Report all lines in the records that hold the string "DocumentBuilder".

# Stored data

-*-*-

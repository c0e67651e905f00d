/*!
# Universal Powerline Bus codec

Wire-level packet handling for UPB networks and import of UPStart project
exports (`.upe` files).

## Core Types

- [`ControlWord`] - Decomposed 16-bit control word
- [`Packet`] - Decoded UPB packet
- [`RegisterReport`] - Register Values Report payload
- [`ConfigDocument`] - Project configuration from a UPE export

## Modules

- [`checksum`] - Byte sum and checksum arithmetic
- [`control_word`] - Control word packing and unpacking
- [`packet`] - Packet building and parsing
- [`register_report`] - Register report decoding
- [`catalog`] - Message set and message names
- [`upe`] - UPE tokenizer and document builder
- [`error`] - Common error types
*/

pub mod catalog;
pub mod checksum;
pub mod control_word;
pub mod error;
pub mod packet;
pub mod register_report;
pub mod upe;

// Re-export commonly used types
pub use control_word::{ControlWord, LinkType};
pub use error::{Result, UpbError};
pub use packet::{Packet, TransmitOptions};
pub use register_report::RegisterReport;
pub use upe::{parse_upe, parse_upe_reader, ConfigDocument, UpeImport};

/// Version information for the library
pub const VERSION: &str = env!("CARGO_PKG_VERSION");

/// Protocol constants
pub mod protocol {
    /// Control word, network id, destination id, source id, message data id
    pub const HEADER_LEN: usize = 6;

    /// Shortest input the packet parser accepts
    pub const MIN_PACKET_LEN: usize = 6;

    /// Longest packet on the wire, checksum included
    pub const MAX_PACKET_LEN: usize = 24;

    /// Most message argument bytes a packet can carry
    pub const MAX_ARGUMENTS: usize = MAX_PACKET_LEN - HEADER_LEN - 1;

    /// The only UPE export version the importer reads past its first row
    pub const UPE_SUPPORTED_VERSION: u32 = 5;
}
//! Register Values Report payloads.

use crate::error::{Result, UpbError};
use serde::{Deserialize, Serialize};

/// A run of register values starting at `start_register`
#[derive(Debug, Clone, PartialEq, Eq, Serialize, Deserialize)]
pub struct RegisterReport {
    pub start_register: u8,
    pub values: Vec<u8>,
}

impl RegisterReport {
    /// Decode a report from a packet's message arguments
    pub fn decode(payload: &[u8]) -> Result<Self> {
        let (&start_register, values) = payload
            .split_first()
            .ok_or_else(|| UpbError::format("register report payload is empty"))?;

        Ok(Self {
            start_register,
            values: values.to_vec(),
        })
    }

    /// Value of an absolute register address, if it falls inside the run
    pub fn value_at(&self, register: u8) -> Option<u8> {
        let offset = register.checked_sub(self.start_register)?;
        self.values.get(offset as usize).copied()
    }
}

#[cfg(test)]
mod tests {
    use super::*;

    #[test]
    fn test_decode_report() {
        let report = RegisterReport::decode(&[0x20, 0xAA, 0xBB, 0xCC]).unwrap();
        assert_eq!(report.start_register, 0x20);
        assert_eq!(report.values, vec![0xAA, 0xBB, 0xCC]);
    }

    #[test]
    fn test_decode_start_only() {
        let report = RegisterReport::decode(&[0x05]).unwrap();
        assert_eq!(report.start_register, 0x05);
        assert!(report.values.is_empty());
    }

    #[test]
    fn test_decode_empty_payload() {
        assert!(matches!(RegisterReport::decode(&[]), Err(UpbError::Format(_))));
    }

    #[test]
    fn test_value_at() {
        let report = RegisterReport::decode(&[0x10, 1, 2, 3]).unwrap();
        assert_eq!(report.value_at(0x10), Some(1));
        assert_eq!(report.value_at(0x12), Some(3));
        assert_eq!(report.value_at(0x13), None);
        assert_eq!(report.value_at(0x0F), None);
    }
}
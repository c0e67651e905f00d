/*!
Configuration management for upbtool.
*/

use serde::{Deserialize, Serialize};
use std::path::Path;
use anyhow::{Context, Result};

/// Main application configuration
#[derive(Debug, Clone, PartialEq, Serialize, Deserialize)]
pub struct AppConfig {
    pub network: NetworkConfig,
    pub output: OutputConfig,
}

impl AppConfig {
    /// Create a new configuration with default values
    pub fn new() -> Self {
        Self {
            network: NetworkConfig::default(),
            output: OutputConfig::default(),
        }
    }

    /// Read addressing and output settings from a TOML file
    pub fn load_from_file<P: AsRef<Path>>(path: P) -> Result<Self> {
        let path = path.as_ref();
        let text = std::fs::read_to_string(path)
            .with_context(|| format!("Cannot read config {}", path.display()))?;

        toml::from_str(&text).with_context(|| format!("Invalid TOML in config {}", path.display()))
    }

    /// Write these settings as TOML, replacing any existing file
    pub fn save_to_file<P: AsRef<Path>>(&self, path: P) -> Result<()> {
        let path = path.as_ref();
        let text = toml::to_string_pretty(self).context("Cannot serialize config as TOML")?;

        std::fs::write(path, text)
            .with_context(|| format!("Cannot write config {}", path.display()))
    }
}

impl Default for AppConfig {
    fn default() -> Self {
        Self::new()
    }
}

/// Addressing defaults for built packets
#[derive(Debug, Clone, PartialEq, Serialize, Deserialize)]
pub struct NetworkConfig {
    /// Network id used when `--network` is omitted
    pub network_id: u8,

    /// Source id used when `--source` is omitted (255 is the PIM broadcast id)
    pub source_id: u8,
}

impl Default for NetworkConfig {
    fn default() -> Self {
        Self {
            network_id: 1,
            source_id: 255,
        }
    }
}

/// Output and logging preferences
#[derive(Debug, Clone, PartialEq, Serialize, Deserialize)]
pub struct OutputConfig {
    /// Pretty-print JSON documents
    pub pretty_json: bool,

    /// Log filter used when RUST_LOG is not set
    pub log_level: String,
}

impl Default for OutputConfig {
    fn default() -> Self {
        Self {
            pretty_json: true,
            log_level: "info".to_string(),
        }
    }
}
/*!
UPE project export import.

```no_run
let bytes = std::fs::read("house.upe").unwrap();
let import = upb::upe::parse_upe(&bytes);
for module in &import.document.modules {
    println!("{}: {}", module.module_id, module.label());
}
```
*/

pub mod builder;
pub mod document;
pub mod tokenizer;

pub use builder::{DocumentBuilder, RecordType, RowOutcome, SkippedRow, UpeImport};
pub use document::{ConfigDocument, Contact, Link, Module, SystemInfo};
pub use tokenizer::{Row, RowTokenizer};

use std::io::Read;

/// Import an in-memory export
pub fn parse_upe(data: &[u8]) -> UpeImport {
    DocumentBuilder::new().consume(RowTokenizer::from_bytes(data))
}

/// Import an export from a reader, one row at a time
pub fn parse_upe_reader<R: Read>(reader: R) -> UpeImport {
    DocumentBuilder::new().consume(RowTokenizer::new(reader))
}

#[cfg(test)]
mod tests {
    use super::*;

    const SAMPLE: &str = "\
0,5,3,2,12,D2BD
2,1,\"Evening, All\"
2,2,Away
10,Pat Installer,\"Wiring \"\"Pros\"\"\",1 Main St,Springfield,IL,62701,555-0100,pat@example.com
11,\"Sam
Customer\"
3,10,12,1,5,4,2,1,1,2,1,Kitchen,Island,0
4,0,1,100,3
4,0,2,0,0
6,0,1,32,33,34,35
3,11,12,36,5,4,0,18,6,0,0,Hall,Keypad,1
6,0,2,32,0,0,0
13,0,2,1
18,1,icon.png
3,12,12,2,5,4,1,30,1,1,1,Den,Thermostat,0
14,0,1,2,70
12,0,01020304
1
";

    #[test]
    fn test_full_import() {
        let import = parse_upe(SAMPLE.as_bytes());
        assert!(!import.stopped_early);
        assert!(import.skipped.is_empty(), "{:?}", import.skipped);

        let doc = &import.document;
        let info = doc.system_info.as_ref().unwrap();
        assert_eq!(info.version, 5);
        assert_eq!(info.total_modules, 3);
        assert_eq!(info.network_id, 12);

        assert_eq!(doc.links.len(), 2);
        assert_eq!(doc.link(1).unwrap().name, "Evening, All");

        let installer = doc.installer.as_ref().unwrap();
        assert_eq!(installer.company, "Wiring \"Pros\"");
        assert_eq!(installer.email, "pat@example.com");
        assert_eq!(doc.customer.as_ref().unwrap().name, "Sam\nCustomer");

        assert_eq!(doc.modules.len(), 3);
        let kitchen = doc.module(10).unwrap();
        assert_eq!(kitchen.presets.len(), 2);
        assert_eq!(kitchen.buttons.len(), 1);
        assert_eq!(kitchen.label(), "Kitchen Island");

        let keypad = doc.module(11).unwrap();
        assert_eq!(keypad.buttons.len(), 1);
        assert_eq!(keypad.receive_indicators.len(), 1);

        let den = doc.module(12).unwrap();
        assert_eq!(den.thermostats[0].setpoint, 70);
        assert_eq!(den.memory[0].data, vec![1, 2, 3, 4]);

        assert_eq!(doc.links_for_module(10), vec![1, 2]);
        assert_eq!(doc.links_for_module(12), vec![1]);
    }

    #[test]
    fn test_orphan_child_row_is_skipped() {
        let import = parse_upe(b"0,5,1,0,1,0000\n6,0,1,32,0,0,0\n3,1,1,1,5,4,1,1,1,1,1,A,B,0\n");
        assert_eq!(import.skipped.len(), 1);
        assert_eq!(import.skipped[0].line, Some(2));
        assert!(import.document.modules[0].buttons.is_empty());
    }

    #[test]
    fn test_version_six_stops_after_system_info() {
        let import = parse_upe(b"0,6,1,1,9,FFFF\n2,1,Evening\n3,1,1,1,5,4,1,1,1,1,1,A,B,0\n");
        assert!(import.stopped_early);
        let doc = import.document;
        assert_eq!(doc.system_info.as_ref().map(|s| s.version), Some(6));
        assert!(doc.links.is_empty());
        assert!(doc.modules.is_empty());
    }

    #[test]
    fn test_odd_headers_still_stop() {
        let empty = parse_upe(b"0,6,,,,\n2,1,Evening\n3,1,1,1,5,4,1,1,1,1,1,A,B,0\n");
        assert!(empty.stopped_early);
        assert!(empty.skipped.is_empty());
        assert!(empty.document.links.is_empty());
        assert!(empty.document.modules.is_empty());

        let decimal = parse_upe(b"0,6.0,1,1,1,0000\n2,1,Evening\n");
        assert!(decimal.stopped_early);
        assert!(decimal.document.links.is_empty());
    }

    #[test]
    fn test_reader_entry_point() {
        let import = parse_upe_reader(std::io::Cursor::new(SAMPLE.as_bytes().to_vec()));
        assert_eq!(import, parse_upe(SAMPLE.as_bytes()));
    }
}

-*-*-

# ANSWER BOX
pub use builder::{DocumentBuilder, RecordType, RowOutcome, SkippedRow, UpeImport};
    DocumentBuilder::new().consume(RowTokenizer::from_bytes(data))
    DocumentBuilder::new().consume(RowTokenizer::new(reader))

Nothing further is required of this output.